Dataset items:
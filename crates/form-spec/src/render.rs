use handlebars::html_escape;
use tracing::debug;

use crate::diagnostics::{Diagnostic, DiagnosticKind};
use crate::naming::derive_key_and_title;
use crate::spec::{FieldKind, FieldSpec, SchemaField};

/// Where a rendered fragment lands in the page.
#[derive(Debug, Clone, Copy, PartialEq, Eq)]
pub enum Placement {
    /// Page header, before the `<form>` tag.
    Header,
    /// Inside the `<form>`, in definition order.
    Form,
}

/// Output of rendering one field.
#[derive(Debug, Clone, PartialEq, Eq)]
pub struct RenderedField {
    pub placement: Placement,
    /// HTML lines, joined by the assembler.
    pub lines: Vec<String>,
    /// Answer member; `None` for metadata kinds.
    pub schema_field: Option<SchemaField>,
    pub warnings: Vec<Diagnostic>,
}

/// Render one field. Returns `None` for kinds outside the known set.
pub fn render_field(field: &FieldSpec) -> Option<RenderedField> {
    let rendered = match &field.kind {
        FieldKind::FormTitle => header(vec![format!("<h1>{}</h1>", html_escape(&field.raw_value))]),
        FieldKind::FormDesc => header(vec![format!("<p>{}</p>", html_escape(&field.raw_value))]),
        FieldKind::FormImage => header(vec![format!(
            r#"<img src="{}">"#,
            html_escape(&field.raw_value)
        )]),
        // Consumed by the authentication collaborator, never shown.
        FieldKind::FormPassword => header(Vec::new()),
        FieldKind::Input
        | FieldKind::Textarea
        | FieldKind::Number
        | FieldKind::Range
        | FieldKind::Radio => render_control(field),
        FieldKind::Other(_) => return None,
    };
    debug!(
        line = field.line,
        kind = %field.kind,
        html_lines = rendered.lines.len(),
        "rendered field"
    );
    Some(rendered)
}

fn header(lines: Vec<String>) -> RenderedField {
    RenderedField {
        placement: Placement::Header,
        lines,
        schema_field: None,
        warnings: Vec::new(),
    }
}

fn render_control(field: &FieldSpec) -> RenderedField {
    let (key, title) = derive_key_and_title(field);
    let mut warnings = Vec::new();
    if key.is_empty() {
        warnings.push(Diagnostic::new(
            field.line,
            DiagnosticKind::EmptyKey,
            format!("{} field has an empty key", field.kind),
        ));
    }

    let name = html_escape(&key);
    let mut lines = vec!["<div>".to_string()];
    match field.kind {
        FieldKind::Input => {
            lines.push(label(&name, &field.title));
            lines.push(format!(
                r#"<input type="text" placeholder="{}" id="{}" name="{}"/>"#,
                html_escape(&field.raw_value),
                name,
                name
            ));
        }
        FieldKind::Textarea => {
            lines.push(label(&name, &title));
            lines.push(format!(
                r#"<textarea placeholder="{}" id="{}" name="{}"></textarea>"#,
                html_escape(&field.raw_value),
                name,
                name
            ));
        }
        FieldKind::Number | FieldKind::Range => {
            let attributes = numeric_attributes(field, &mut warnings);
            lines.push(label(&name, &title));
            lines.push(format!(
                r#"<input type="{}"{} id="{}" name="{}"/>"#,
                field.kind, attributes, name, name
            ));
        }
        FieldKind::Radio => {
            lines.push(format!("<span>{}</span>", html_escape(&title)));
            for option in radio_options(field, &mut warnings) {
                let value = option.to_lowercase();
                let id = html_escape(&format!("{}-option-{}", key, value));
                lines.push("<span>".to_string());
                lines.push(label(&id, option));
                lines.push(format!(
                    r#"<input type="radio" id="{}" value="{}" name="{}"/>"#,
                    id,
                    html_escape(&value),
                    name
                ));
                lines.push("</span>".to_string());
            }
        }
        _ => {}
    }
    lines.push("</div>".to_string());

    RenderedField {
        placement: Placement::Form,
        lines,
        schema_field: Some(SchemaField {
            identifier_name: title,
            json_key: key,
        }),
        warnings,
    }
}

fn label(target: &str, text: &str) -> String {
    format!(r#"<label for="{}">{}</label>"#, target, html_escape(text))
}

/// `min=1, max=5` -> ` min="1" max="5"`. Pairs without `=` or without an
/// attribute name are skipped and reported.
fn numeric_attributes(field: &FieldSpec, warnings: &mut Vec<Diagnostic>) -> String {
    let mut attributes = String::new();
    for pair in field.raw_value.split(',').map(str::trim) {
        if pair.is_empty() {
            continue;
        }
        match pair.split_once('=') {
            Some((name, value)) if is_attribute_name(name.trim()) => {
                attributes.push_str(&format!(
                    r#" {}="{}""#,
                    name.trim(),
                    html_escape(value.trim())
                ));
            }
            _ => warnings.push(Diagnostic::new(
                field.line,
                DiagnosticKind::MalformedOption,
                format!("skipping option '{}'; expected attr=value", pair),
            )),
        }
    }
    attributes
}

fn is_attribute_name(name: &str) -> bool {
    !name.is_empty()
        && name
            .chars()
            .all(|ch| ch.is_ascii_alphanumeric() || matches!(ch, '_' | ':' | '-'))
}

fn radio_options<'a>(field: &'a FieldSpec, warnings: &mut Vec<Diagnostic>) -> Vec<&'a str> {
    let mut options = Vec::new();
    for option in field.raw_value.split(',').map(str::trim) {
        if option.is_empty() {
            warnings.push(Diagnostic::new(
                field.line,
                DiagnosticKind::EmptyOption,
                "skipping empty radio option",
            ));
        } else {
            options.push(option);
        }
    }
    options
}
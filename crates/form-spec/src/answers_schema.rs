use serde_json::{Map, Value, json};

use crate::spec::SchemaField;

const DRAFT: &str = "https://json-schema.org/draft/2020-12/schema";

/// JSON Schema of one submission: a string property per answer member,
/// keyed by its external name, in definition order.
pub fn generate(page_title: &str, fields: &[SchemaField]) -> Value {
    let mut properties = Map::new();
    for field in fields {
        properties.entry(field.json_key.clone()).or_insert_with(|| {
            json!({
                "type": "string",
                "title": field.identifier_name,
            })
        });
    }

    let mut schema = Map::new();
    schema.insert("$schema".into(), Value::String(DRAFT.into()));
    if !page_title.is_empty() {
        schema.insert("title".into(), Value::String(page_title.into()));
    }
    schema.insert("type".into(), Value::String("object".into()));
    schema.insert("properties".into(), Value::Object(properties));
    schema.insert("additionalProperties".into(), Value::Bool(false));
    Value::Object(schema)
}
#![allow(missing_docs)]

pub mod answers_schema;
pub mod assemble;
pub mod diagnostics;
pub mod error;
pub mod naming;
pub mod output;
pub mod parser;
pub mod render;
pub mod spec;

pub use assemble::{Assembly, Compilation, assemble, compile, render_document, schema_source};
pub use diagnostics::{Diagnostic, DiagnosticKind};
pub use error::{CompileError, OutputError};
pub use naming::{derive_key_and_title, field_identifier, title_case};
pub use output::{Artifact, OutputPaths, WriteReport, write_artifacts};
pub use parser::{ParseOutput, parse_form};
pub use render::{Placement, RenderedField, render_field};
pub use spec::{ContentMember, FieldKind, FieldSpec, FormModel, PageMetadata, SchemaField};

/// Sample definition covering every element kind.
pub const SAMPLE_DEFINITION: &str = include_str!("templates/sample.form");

## EXERCISE INSTRUCTIONS
An exact reproduction of all the entries above is the expected answer.

## SOLUTION BELOW
filename crates/form-spec/src/render.rs
use handlebars::html_escape;
use tracing::debug;

use crate::diagnostics::{Diagnostic, DiagnosticKind};
use crate::naming::derive_key_and_title;
use crate::spec::{FieldKind, FieldSpec, SchemaField};

/// Where a rendered fragment lands in the page.
#[derive(Debug, Clone, Copy, PartialEq, Eq)]
pub enum Placement {
    /// Page header, before the `<form>` tag.
    Header,
    /// Inside the `<form>`, in definition order.
    Form,
}

/// Output of rendering one field.
#[derive(Debug, Clone, PartialEq, Eq)]
pub struct RenderedField {
    pub placement: Placement,
    /// HTML lines, joined by the assembler.
    pub lines: Vec<String>,
    /// Answer member; `None` for metadata kinds.
    pub schema_field: Option<SchemaField>,
    pub warnings: Vec<Diagnostic>,
}

/// Render one field. Returns `None` for kinds outside the known set.
pub fn render_field(field: &FieldSpec) -> Option<RenderedField> {
    let rendered = match &field.kind {
        FieldKind::FormTitle => header(vec![format!("<h1>{}</h1>", html_escape(&field.raw_value))]),
        FieldKind::FormDesc => header(vec![format!("<p>{}</p>", html_escape(&field.raw_value))]),
        FieldKind::FormImage => header(vec![format!(
            r#"<img src="{}">"#,
            html_escape(&field.raw_value)
        )]),
        // Consumed by the authentication collaborator, never shown.
        FieldKind::FormPassword => header(Vec::new()),
        FieldKind::Input
        | FieldKind::Textarea
        | FieldKind::Number
        | FieldKind::Range
        | FieldKind::Radio => render_control(field),
        FieldKind::Other(_) => return None,
    };
    debug!(
        line = field.line,
        kind = %field.kind,
        html_lines = rendered.lines.len(),
        "rendered field"
    );
    Some(rendered)
}

fn header(lines: Vec<String>) -> RenderedField {
    RenderedField {
        placement: Placement::Header,
        lines,
        schema_field: None,
        warnings: Vec::new(),
    }
}

fn render_control(field: &FieldSpec) -> RenderedField {
    let (key, title) = derive_key_and_title(field);
    let mut warnings = Vec::new();
    if key.is_empty() {
        warnings.push(Diagnostic::new(
            field.line,
            DiagnosticKind::EmptyKey,
            format!("{} field has an empty key", field.kind),
        ));
    }

    let name = html_escape(&key);
    let mut lines = vec!["<div>".to_string()];
    match field.kind {
        FieldKind::Input => {
            lines.push(label(&name, &field.title));
            lines.push(format!(
                r#"<input type="text" placeholder="{}" id="{}" name="{}"/>"#,
                html_escape(&field.raw_value),
                name,
                name
            ));
        }
        FieldKind::Textarea => {
            lines.push(label(&name, &title));
            lines.push(format!(
                r#"<textarea placeholder="{}" id="{}" name="{}"></textarea>"#,
                html_escape(&field.raw_value),
                name,
                name
            ));
        }
        FieldKind::Number | FieldKind::Range => {
            let attributes = numeric_attributes(field, &mut warnings);
            lines.push(label(&name, &title));
            lines.push(format!(
                r#"<input type="{}"{} id="{}" name="{}"/>"#,
                field.kind, attributes, name, name
            ));
        }
        FieldKind::Radio => {
            lines.push(format!("<span>{}</span>", html_escape(&title)));
            for option in radio_options(field, &mut warnings) {
                let value = option.to_lowercase();
                let id = html_escape(&format!("{}-option-{}", key, value));
                lines.push("<span>".to_string());
                lines.push(label(&id, option));
                lines.push(format!(
                    r#"<input type="radio" id="{}" value="{}" name="{}"/>"#,
                    id,
                    html_escape(&value),
                    name
                ));
                lines.push("</span>".to_string());
            }
        }
        _ => {}
    }
    lines.push("</div>".to_string());

    RenderedField {
        placement: Placement::Form,
        lines,
        schema_field: Some(SchemaField {
            identifier_name: title,
            json_key: key,
        }),
        warnings,
    }
}

fn label(target: &str, text: &str) -> String {
    format!(r#"<label for="{}">{}</label>"#, target, html_escape(text))
}

/// `min=1, max=5` -> ` min="1" max="5"`. Pairs without `=` or without an
/// attribute name are skipped and reported.
fn numeric_attributes(field: &FieldSpec, warnings: &mut Vec<Diagnostic>) -> String {
    let mut attributes = String::new();
    for pair in field.raw_value.split(',').map(str::trim) {
        if pair.is_empty() {
            continue;
        }
        match pair.split_once('=') {
            Some((name, value)) if is_attribute_name(name.trim()) => {
                attributes.push_str(&format!(
                    r#" {}="{}""#,
                    name.trim(),
                    html_escape(value.trim())
                ));
            }
            _ => warnings.push(Diagnostic::new(
                field.line,
                DiagnosticKind::MalformedOption,
                format!("skipping option '{}'; expected attr=value", pair),
            )),
        }
    }
    attributes
}

fn is_attribute_name(name: &str) -> bool {
    !name.is_empty()
        && name
            .chars()
            .all(|ch| ch.is_ascii_alphanumeric() || matches!(ch, '_' | ':' | '-'))
}

fn radio_options<'a>(field: &'a FieldSpec, warnings: &mut Vec<Diagnostic>) -> Vec<&'a str> {
    let mut options = Vec::new();
    for option in field.raw_value.split(',').map(str::trim) {
        if option.is_empty() {
            warnings.push(Diagnostic::new(
                field.line,
                DiagnosticKind::EmptyOption,
                "skipping empty radio option",
            ));
        } else {
            options.push(option);
        }
    }
    options
}
filename crates/form-spec/src/answers_schema.rs
use serde_json::{Map, Value, json};

use crate::spec::SchemaField;

const DRAFT: &str = "https://json-schema.org/draft/2020-12/schema";

/// JSON Schema of one submission: a string property per answer member,
/// keyed by its external name, in definition order.
pub fn generate(page_title: &str, fields: &[SchemaField]) -> Value {
    let mut properties = Map::new();
    for field in fields {
        properties.entry(field.json_key.clone()).or_insert_with(|| {
            json!({
                "type": "string",
                "title": field.identifier_name,
            })
        });
    }

    let mut schema = Map::new();
    schema.insert("$schema".into(), Value::String(DRAFT.into()));
    if !page_title.is_empty() {
        schema.insert("title".into(), Value::String(page_title.into()));
    }
    schema.insert("type".into(), Value::String("object".into()));
    schema.insert("properties".into(), Value::Object(properties));
    schema.insert("additionalProperties".into(), Value::Bool(false));
    Value::Object(schema)
}
#![allow(missing_docs)]

pub mod answers_schema;
pub mod assemble;
pub mod diagnostics;
pub mod error;
pub mod naming;
pub mod output;
pub mod parser;
pub mod render;
pub mod spec;

pub use assemble::{Assembly, Compilation, assemble, compile, render_document, schema_source};
pub use diagnostics::{Diagnostic, DiagnosticKind};
pub use error::{CompileError, OutputError};
pub use naming::{derive_key_and_title, field_identifier, title_case};
pub use output::{Artifact, OutputPaths, WriteReport, write_artifacts};
pub use parser::{ParseOutput, parse_form};
pub use render::{Placement, RenderedField, render_field};
pub use spec::{ContentMember, FieldKind, FieldSpec, FormModel, PageMetadata, SchemaField};

/// Sample definition covering every element kind.
pub const SAMPLE_DEFINITION: &str = include_str!("templates/sample.form");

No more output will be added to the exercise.